>>>>
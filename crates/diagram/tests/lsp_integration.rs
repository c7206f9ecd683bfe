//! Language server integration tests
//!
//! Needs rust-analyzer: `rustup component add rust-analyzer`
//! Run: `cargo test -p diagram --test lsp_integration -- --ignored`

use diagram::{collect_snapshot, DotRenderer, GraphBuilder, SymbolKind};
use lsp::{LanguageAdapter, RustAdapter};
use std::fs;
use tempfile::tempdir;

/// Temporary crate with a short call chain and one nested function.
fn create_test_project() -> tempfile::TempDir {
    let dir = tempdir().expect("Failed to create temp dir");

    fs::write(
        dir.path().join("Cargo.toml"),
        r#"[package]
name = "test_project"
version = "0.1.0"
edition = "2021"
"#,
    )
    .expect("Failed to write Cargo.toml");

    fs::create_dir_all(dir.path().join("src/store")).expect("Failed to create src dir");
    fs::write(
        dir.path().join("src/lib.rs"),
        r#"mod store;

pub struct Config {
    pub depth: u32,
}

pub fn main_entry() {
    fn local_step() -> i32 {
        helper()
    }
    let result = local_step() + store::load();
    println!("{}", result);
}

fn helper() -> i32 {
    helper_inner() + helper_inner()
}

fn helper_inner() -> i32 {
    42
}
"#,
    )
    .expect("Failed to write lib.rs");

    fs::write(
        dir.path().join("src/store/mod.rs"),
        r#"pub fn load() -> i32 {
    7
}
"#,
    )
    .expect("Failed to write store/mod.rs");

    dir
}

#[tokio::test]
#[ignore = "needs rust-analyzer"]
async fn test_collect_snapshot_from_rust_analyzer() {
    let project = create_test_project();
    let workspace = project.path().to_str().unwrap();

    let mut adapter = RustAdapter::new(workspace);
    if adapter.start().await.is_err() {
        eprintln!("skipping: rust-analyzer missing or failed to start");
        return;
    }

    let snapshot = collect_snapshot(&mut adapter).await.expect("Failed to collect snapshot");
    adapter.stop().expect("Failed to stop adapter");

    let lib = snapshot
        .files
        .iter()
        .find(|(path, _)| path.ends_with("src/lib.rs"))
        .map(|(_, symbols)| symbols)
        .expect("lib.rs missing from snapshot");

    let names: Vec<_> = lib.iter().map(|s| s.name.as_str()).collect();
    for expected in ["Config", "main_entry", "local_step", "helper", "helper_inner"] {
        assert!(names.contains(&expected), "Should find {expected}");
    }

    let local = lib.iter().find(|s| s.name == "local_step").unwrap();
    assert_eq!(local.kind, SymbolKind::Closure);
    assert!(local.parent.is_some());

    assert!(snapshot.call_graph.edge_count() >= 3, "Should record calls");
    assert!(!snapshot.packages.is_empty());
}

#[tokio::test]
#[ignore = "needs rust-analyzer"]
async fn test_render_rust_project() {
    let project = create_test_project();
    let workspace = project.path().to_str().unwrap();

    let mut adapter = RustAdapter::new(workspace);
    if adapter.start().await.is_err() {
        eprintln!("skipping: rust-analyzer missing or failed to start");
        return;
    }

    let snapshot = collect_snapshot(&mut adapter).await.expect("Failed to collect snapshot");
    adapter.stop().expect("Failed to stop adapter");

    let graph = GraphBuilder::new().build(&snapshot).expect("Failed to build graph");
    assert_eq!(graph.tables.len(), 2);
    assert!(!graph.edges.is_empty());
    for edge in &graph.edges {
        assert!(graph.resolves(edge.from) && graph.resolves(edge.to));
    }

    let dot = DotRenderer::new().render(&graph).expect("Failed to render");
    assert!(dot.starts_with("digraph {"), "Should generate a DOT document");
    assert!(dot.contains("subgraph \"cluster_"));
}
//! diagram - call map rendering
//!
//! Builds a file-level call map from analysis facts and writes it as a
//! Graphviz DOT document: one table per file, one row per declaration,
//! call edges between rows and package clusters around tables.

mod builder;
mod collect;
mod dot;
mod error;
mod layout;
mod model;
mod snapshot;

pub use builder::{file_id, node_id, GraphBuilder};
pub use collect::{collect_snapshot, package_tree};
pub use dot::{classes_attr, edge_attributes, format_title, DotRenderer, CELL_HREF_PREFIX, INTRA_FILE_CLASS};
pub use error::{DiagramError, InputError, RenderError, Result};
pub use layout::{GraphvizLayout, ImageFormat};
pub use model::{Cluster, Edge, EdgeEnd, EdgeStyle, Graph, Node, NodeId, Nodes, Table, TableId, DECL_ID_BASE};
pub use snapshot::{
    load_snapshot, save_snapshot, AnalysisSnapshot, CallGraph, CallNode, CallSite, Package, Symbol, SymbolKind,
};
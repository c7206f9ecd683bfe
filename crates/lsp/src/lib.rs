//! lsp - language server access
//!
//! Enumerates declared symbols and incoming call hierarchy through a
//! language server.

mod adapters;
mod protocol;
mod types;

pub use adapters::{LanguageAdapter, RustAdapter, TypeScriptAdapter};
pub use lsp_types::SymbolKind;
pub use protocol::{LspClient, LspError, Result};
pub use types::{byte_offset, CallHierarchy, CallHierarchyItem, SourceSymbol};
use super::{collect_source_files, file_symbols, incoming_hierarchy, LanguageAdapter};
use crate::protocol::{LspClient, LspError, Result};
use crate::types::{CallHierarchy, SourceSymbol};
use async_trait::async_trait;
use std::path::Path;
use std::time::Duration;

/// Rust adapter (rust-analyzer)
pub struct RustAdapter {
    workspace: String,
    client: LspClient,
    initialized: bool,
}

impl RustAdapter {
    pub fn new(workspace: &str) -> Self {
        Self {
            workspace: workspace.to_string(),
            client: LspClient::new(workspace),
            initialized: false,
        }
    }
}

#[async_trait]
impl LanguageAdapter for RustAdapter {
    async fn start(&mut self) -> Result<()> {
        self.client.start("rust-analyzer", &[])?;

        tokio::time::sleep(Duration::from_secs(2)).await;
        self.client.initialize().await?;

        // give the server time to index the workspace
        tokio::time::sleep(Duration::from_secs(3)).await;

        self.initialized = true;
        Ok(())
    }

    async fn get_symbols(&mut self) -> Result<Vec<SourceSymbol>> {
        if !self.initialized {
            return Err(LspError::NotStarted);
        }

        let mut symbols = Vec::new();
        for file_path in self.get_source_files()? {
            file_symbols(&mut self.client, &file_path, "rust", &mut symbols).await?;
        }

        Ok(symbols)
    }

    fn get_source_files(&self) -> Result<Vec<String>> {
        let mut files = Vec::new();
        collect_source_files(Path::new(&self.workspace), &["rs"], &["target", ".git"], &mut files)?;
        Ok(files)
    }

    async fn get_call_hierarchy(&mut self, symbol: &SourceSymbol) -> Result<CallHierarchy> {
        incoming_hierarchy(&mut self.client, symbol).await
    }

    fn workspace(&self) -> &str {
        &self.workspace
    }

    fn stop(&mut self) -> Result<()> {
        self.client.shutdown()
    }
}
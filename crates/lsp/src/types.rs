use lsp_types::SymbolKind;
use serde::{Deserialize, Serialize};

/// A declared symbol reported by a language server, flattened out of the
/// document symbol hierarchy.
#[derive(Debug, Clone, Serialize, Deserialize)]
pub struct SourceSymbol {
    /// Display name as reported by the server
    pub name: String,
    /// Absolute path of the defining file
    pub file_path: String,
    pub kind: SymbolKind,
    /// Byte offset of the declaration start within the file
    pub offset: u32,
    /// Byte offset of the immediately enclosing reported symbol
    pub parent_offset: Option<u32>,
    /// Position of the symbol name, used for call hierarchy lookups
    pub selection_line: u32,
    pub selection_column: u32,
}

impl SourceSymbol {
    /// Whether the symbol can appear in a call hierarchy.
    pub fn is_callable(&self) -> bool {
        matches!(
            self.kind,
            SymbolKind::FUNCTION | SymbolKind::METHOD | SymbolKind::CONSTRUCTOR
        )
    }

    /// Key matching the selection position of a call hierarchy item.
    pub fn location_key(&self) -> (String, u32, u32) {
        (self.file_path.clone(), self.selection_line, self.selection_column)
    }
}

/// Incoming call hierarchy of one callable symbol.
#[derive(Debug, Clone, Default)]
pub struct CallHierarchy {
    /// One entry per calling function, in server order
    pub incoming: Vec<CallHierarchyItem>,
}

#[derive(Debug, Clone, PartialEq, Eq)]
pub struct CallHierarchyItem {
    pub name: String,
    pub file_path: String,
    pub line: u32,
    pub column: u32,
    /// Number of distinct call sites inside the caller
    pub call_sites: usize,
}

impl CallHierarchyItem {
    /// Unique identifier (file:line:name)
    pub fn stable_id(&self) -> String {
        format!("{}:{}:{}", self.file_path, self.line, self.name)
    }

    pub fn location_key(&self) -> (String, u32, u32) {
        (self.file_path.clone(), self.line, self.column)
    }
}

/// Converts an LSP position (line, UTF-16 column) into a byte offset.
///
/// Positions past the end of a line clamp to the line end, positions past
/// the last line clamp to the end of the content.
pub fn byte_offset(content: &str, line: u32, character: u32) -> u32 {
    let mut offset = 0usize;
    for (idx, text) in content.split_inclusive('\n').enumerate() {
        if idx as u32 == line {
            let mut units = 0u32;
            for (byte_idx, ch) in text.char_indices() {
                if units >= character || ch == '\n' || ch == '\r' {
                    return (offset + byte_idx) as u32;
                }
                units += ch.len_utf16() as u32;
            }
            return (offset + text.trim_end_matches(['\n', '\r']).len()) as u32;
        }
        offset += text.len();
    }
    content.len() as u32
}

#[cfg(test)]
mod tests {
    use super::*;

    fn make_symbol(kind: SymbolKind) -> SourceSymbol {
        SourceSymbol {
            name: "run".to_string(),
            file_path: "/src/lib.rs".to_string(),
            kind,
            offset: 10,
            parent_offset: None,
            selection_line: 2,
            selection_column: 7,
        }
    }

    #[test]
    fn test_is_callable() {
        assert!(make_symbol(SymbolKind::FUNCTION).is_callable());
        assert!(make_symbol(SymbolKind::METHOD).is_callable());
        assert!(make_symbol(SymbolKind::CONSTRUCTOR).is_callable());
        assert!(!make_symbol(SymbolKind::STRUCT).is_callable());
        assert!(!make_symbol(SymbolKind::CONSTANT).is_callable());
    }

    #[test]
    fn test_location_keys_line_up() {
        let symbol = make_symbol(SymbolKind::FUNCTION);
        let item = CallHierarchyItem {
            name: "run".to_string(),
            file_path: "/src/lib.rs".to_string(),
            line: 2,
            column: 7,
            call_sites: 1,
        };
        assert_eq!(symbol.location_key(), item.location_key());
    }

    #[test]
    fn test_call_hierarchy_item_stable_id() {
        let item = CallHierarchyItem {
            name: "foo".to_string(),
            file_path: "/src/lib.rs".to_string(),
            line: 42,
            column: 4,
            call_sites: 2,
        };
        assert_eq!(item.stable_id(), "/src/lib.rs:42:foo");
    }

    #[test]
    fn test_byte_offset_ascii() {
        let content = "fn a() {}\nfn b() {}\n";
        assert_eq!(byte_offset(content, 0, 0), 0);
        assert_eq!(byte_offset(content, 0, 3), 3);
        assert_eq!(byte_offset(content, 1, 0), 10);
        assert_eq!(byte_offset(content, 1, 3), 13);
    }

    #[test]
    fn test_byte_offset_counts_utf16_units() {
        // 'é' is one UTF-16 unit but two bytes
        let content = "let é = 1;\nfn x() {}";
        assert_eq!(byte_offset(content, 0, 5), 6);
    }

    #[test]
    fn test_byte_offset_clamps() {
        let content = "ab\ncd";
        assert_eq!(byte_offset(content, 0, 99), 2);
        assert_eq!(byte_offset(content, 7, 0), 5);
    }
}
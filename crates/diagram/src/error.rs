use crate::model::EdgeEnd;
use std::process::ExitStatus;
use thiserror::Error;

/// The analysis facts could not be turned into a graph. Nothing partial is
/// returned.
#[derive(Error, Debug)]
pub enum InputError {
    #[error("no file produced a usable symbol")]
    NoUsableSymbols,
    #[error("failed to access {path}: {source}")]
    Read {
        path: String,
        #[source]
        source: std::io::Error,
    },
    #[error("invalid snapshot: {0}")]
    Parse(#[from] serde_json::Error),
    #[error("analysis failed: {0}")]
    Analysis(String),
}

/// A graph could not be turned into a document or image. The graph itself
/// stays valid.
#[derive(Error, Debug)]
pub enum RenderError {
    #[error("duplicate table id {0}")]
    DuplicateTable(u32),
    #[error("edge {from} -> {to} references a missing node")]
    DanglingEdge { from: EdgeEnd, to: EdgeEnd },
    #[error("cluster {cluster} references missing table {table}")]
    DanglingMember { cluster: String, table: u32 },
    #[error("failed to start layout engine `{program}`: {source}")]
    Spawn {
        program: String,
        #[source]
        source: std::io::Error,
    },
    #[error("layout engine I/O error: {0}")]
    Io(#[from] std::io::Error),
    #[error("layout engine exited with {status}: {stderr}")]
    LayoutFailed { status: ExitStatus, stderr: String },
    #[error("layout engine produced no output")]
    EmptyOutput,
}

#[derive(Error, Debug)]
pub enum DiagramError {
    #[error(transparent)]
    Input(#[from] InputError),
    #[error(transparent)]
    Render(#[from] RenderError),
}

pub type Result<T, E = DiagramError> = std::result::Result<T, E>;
<<<<
Your goal ▸
Search the records for lines holding the word "Config", then copy each line you find.

Result for this exercise ▸
pub struct Config {
    for expected in ["Config", "main_entry", "local_step", "helper", "helper_inner"] {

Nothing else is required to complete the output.